## AIM OF THE EXERCISE
Print nothing but the lines below starting at the line that holds "#[derive(Debug, Clone, Copy, PartialEq, Eq)]" and ending at the line that holds "type-specific header attributes.", including both, each exactly as written.

═════ SOURCE MATERIAL

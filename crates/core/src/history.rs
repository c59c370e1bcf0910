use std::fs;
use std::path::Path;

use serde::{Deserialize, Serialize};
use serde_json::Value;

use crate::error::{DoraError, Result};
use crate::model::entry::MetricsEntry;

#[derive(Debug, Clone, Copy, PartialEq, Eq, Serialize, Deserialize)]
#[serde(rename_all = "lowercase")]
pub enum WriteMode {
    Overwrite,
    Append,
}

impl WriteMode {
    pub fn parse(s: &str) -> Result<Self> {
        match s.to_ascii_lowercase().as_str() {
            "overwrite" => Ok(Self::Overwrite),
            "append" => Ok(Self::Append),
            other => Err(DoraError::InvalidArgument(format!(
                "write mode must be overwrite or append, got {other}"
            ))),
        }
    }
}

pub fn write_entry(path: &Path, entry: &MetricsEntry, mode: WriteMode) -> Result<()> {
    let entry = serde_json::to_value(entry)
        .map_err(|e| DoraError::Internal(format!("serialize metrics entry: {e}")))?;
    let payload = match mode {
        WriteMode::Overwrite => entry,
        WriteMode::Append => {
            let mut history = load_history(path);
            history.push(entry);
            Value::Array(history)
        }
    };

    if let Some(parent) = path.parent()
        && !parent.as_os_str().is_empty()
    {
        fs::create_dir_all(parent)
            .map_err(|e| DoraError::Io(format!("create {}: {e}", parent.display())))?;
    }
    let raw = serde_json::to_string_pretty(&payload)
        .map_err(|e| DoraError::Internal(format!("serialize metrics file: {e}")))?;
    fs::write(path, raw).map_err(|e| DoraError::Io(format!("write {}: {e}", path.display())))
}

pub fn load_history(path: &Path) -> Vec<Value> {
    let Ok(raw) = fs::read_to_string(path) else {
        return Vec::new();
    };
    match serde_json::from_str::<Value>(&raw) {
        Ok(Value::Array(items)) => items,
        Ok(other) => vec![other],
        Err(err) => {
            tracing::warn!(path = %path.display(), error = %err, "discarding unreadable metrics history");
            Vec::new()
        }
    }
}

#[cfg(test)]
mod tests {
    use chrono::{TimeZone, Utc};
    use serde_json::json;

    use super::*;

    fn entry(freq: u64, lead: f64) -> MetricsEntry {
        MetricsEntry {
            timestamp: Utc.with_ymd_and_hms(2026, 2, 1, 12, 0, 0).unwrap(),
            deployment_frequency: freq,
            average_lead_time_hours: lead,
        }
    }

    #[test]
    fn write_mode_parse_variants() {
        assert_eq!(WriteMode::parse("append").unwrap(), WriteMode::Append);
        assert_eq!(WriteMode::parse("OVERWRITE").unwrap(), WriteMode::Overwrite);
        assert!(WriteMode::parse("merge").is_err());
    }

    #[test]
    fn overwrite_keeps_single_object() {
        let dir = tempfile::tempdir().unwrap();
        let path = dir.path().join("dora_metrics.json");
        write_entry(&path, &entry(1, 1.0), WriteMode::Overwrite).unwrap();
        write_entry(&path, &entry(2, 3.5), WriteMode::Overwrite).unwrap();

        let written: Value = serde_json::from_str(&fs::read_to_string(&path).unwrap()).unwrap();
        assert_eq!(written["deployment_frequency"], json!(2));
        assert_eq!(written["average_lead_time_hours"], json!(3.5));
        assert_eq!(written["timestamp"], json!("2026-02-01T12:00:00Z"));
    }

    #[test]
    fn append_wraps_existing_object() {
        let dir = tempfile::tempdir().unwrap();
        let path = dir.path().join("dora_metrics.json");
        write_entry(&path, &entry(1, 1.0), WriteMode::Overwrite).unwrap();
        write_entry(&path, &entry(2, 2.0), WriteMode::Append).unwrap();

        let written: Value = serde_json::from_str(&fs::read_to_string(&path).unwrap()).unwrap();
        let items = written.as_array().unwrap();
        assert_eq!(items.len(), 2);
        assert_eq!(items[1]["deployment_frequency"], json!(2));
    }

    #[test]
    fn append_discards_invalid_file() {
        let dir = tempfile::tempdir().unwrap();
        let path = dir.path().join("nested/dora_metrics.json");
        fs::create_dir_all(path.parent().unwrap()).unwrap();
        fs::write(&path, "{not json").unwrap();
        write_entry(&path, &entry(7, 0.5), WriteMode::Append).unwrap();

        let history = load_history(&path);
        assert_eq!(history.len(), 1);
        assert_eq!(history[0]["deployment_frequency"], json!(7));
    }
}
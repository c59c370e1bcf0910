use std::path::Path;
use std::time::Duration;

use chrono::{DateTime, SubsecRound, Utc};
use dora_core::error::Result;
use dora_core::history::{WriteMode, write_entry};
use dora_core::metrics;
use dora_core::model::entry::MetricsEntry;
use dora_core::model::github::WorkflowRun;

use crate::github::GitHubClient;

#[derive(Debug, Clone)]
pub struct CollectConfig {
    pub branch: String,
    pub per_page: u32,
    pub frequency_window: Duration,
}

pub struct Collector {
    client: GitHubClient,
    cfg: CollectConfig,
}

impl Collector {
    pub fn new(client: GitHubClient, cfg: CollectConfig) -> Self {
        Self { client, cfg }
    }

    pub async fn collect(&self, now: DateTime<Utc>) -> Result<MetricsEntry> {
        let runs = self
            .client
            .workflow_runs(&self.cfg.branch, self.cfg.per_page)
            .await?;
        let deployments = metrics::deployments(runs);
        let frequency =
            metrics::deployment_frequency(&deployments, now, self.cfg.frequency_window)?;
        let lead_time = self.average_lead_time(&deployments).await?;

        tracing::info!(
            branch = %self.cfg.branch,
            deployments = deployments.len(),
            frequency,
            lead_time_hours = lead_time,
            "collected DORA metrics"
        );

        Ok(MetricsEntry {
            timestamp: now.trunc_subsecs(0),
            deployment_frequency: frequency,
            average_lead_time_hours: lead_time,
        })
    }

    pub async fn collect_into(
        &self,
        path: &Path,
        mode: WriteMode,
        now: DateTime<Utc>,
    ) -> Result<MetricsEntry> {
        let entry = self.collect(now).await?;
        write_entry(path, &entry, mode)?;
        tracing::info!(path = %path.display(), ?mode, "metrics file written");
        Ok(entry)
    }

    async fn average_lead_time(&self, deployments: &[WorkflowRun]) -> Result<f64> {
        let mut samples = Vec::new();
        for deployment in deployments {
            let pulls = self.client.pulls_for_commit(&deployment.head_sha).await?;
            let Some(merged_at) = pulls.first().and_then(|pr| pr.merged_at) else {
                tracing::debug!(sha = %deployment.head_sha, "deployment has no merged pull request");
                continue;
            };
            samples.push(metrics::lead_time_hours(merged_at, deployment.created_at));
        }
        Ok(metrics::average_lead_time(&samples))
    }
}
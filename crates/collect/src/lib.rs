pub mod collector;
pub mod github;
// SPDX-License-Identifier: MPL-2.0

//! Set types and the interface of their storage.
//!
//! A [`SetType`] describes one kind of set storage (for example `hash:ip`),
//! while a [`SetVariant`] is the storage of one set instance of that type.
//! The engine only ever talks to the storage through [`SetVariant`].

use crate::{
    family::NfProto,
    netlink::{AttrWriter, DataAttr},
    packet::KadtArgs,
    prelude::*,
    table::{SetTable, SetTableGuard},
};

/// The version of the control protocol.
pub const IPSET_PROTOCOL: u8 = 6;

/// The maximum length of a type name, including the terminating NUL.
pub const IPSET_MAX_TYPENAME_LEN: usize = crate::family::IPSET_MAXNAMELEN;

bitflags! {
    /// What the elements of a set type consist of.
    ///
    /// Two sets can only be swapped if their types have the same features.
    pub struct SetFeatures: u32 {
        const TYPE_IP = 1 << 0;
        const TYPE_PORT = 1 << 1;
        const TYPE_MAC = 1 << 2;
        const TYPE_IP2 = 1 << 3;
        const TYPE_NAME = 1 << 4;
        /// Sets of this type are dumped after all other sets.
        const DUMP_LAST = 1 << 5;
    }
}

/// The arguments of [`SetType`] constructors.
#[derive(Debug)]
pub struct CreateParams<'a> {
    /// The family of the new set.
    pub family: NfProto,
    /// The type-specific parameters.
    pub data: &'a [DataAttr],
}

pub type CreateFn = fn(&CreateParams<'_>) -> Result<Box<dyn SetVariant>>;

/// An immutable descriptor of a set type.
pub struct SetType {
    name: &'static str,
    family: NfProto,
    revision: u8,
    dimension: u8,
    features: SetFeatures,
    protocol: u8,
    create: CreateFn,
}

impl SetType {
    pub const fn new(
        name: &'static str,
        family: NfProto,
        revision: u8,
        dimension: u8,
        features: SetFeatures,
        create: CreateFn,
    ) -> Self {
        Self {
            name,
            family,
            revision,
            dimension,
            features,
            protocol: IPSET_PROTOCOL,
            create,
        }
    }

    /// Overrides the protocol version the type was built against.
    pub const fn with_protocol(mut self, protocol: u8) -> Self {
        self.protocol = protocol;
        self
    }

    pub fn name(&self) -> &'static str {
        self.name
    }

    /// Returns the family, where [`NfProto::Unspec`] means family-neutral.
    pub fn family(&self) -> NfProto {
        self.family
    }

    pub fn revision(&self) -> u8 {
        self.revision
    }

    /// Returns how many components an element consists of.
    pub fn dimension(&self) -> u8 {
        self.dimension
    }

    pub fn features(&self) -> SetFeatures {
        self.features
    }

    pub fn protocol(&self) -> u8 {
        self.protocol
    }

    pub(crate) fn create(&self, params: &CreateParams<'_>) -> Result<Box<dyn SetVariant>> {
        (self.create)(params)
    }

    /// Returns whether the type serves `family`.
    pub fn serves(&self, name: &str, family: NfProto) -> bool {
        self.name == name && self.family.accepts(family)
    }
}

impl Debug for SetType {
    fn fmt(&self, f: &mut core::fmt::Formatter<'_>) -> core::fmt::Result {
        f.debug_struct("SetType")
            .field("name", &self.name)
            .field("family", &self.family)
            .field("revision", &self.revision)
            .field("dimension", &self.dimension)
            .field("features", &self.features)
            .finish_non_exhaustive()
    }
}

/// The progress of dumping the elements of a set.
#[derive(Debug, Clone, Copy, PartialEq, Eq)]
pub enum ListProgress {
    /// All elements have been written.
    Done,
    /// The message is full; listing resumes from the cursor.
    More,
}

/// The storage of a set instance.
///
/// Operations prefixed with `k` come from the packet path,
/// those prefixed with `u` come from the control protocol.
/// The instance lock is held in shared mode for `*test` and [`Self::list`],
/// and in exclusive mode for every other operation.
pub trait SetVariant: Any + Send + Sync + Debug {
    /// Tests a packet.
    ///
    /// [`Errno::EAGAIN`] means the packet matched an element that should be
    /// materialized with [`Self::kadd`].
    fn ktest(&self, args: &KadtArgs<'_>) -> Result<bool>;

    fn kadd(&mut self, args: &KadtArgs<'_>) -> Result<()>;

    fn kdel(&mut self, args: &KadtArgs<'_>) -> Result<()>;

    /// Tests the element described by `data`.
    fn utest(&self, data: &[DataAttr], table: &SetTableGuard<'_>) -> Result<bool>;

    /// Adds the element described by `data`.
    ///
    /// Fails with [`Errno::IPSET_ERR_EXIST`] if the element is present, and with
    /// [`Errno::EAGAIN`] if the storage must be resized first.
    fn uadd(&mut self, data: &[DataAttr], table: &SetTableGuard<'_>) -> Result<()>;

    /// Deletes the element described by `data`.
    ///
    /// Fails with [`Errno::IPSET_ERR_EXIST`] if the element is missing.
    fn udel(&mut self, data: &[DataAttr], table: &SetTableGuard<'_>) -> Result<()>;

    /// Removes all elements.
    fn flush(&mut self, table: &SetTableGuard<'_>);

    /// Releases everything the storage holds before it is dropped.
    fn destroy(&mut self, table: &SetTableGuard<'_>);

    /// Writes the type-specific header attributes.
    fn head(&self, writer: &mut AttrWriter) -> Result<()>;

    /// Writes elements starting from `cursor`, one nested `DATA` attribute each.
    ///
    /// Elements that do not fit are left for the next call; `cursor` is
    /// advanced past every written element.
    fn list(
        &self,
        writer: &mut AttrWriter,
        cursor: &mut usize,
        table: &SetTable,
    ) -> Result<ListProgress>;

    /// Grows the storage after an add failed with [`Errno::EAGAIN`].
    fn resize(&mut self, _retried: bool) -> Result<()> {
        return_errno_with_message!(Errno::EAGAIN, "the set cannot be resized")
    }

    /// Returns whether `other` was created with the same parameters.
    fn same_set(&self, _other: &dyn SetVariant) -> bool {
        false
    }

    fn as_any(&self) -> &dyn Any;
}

══════════

## EXERCISE ANSWER
#[derive(Debug, Clone, Copy, PartialEq, Eq)]
pub enum ListProgress {
    /// All elements have been written.
    Done,
    /// The message is full; listing resumes from the cursor.
    More,
}

/// The storage of a set instance.
///
/// Operations prefixed with `k` come from the packet path,
/// those prefixed with `u` come from the control protocol.
/// The instance lock is held in shared mode for `*test` and [`Self::list`],
/// and in exclusive mode for every other operation.
pub trait SetVariant: Any + Send + Sync + Debug {
    /// Tests a packet.
    ///
    /// [`Errno::EAGAIN`] means the packet matched an element that should be
    /// materialized with [`Self::kadd`].
    fn ktest(&self, args: &KadtArgs<'_>) -> Result<bool>;

    fn kadd(&mut self, args: &KadtArgs<'_>) -> Result<()>;

    fn kdel(&mut self, args: &KadtArgs<'_>) -> Result<()>;

    /// Tests the element described by `data`.
    fn utest(&self, data: &[DataAttr], table: &SetTableGuard<'_>) -> Result<bool>;

    /// Adds the element described by `data`.
    ///
    /// Fails with [`Errno::IPSET_ERR_EXIST`] if the element is present, and with
    /// [`Errno::EAGAIN`] if the storage must be resized first.
    fn uadd(&mut self, data: &[DataAttr], table: &SetTableGuard<'_>) -> Result<()>;

    /// Deletes the element described by `data`.
    ///
    /// Fails with [`Errno::IPSET_ERR_EXIST`] if the element is missing.
    fn udel(&mut self, data: &[DataAttr], table: &SetTableGuard<'_>) -> Result<()>;

    /// Removes all elements.
    fn flush(&mut self, table: &SetTableGuard<'_>);

    /// Releases everything the storage holds before it is dropped.
    fn destroy(&mut self, table: &SetTableGuard<'_>);

    /// Writes the type-specific header attributes.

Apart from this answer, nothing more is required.